Prenons un exemple historique qui a été un grand pas en avant pour la technologie : la machine à vapeur. Un des noms célèbres pour son avènement est James Watt, qui a inventé un système de régulation pour cette machine. Pendant le temps de validité de son brevet, il empêcha tous les concurrents de produire des machines à vapeur améliorées, prétextant qu’elles étaient basées sur son idée. Ce n’est donc qu’après l’expiration de son brevet qu’on assista à une véritable explosion technologique, avec une progression rapide de l’efficacité des machines à vapeur. Watt lui-même ne produisit que peu de machines pendant la validité de son brevet (il était trop occupé à attaquer en justice ses concurrents) mais commença une grande production après, quand la concurrence pu faire son effet [1, 3]. Cette anecdote montre que l’existence des brevets, loin d’encourager l’innovation, l’a au contraire retardée ici.

Sans brevet à la clé, pourquoi innover ?

Cette question est souvent posée. Selon cet argument, si on ne peut pas déposer de brevet, n’importe qui pourra imiter une invention et faire tous les profits à la place de l’inventeur. Plus personne ne voudra donc innover dans ces conditions.

Pourtant, même sans brevet, il y a encore un grand intérêt à innover. Déjà parce qu’il est très intéressant d’être le premier sur le marché. En attendant que les concurrents imitent l’invention, on peut déjà en vendre un grand nombre à prix élevé, et donner à l’entreprise une grande réputation en faisant connaître le produit.

D’autre part, il faut voir que si les brevets n’existaient pas, on pourrait toujours utiliser le secret industriel pour empêcher les concurrents de copier l’invention. Dans la plupart des industries, le secret est même considéré comme plus efficace que le brevet pour protéger une invention, sauf dans l’industrie pharmaceutique et celle des appareils médicaux où le secret et l’utilisation de brevet jouent tout les deux un rôle aussi important [2a].

Remarquez, au passage, que l’utilisation du secret est bien plus juste. Si deux inventeurs ont la même idée simultanément, ils pourront tous deux tirer profit de leur invention en utilisant le secret. Par contre, avec les brevets, le premier à le déposer gagnera tout et l’autre ne pourra pas vendre son invention sauf s’il paye des royalties à l’autre inventeur, alors même qu’il n’a rien copié.

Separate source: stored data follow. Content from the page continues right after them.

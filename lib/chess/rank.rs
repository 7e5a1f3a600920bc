use crate::util::Integer;
use derive_more::{Display, Error};
use std::fmt::{self, Write};
use std::{ops::Sub, str::FromStr};

/// A row on the chess board, numbered `1` through `8` from white's side.
#[derive(Debug, Copy, Clone, Eq, PartialEq, Ord, PartialOrd, Hash)]
#[cfg_attr(test, derive(test_strategy::Arbitrary))]
#[repr(i8)]
pub enum Rank {
    First,
    Second,
    Third,
    Fourth,
    Fifth,
    Sixth,
    Seventh,
    Eighth,
}

unsafe impl Integer for Rank {
    type Repr = i8;
    const MIN: Self::Repr = Rank::First as _;
    const MAX: Self::Repr = Rank::Eighth as _;
}

impl Sub for Rank {
    type Output = i8;

    #[inline(always)]
    fn sub(self, rhs: Self) -> Self::Output {
        self.get() - rhs.get()
    }
}

impl fmt::Display for Rank {
    fn fmt(&self, f: &mut fmt::Formatter<'_>) -> fmt::Result {
        f.write_char((b'1' + self.get() as u8) as char)
    }
}

/// The reason why parsing [`Rank`] failed.
#[derive(Debug, Display, Copy, Clone, Eq, PartialEq, Hash, Error)]
#[display(fmt = "expected a single rank digit between `1` and `8`")]
pub struct ParseRankError;

impl FromStr for Rank {
    type Err = ParseRankError;

    fn from_str(s: &str) -> Result<Self, Self::Err> {
        let mut chars = s.chars();
        match (chars.next(), chars.next()) {
            (Some(c @ '1'..='8'), None) => Ok(Rank::new((c as u8 - b'1') as i8)),
            _ => Err(ParseRankError),
        }
    }
}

Les logiciels : une immense innovation sans brevets

Ceux qui pensent qu’il n’y a pas d’innovation sans brevets devraient regarder du côté des logiciels. Le développement des logiciels informatiques est, comme vous l’avez sans doute remarqué, un domaine d’innovation intense qui a fait des progrès spectaculaires durant les 30 dernières années. Pourtant, tout cela s’est fait sans la protection offerte par les brevets. En effet les brevets logiciels n’ont été reconnus aux États-Unis qu’en 1996 et ne sont pas valables en Europe. Cela n’a pas empêché le progrès dans ce domaine. En fait, il faudrait dire l’inverse : grâce à l’absence de brevets, ce domaine a pu connaître un progrès spectaculaire. En réalité, beaucoup de brevets déposés aujourd’hui sur des logiciels ne sont pas déposés par leurs réels inventeurs et sont d’une validité douteuse, mais leur récente apparition permet à ces mêmes imposteurs de faire chanter de façon malhonnête d’autres inventeurs, empêchant ainsi la création de nouvelles technologies et logiciels.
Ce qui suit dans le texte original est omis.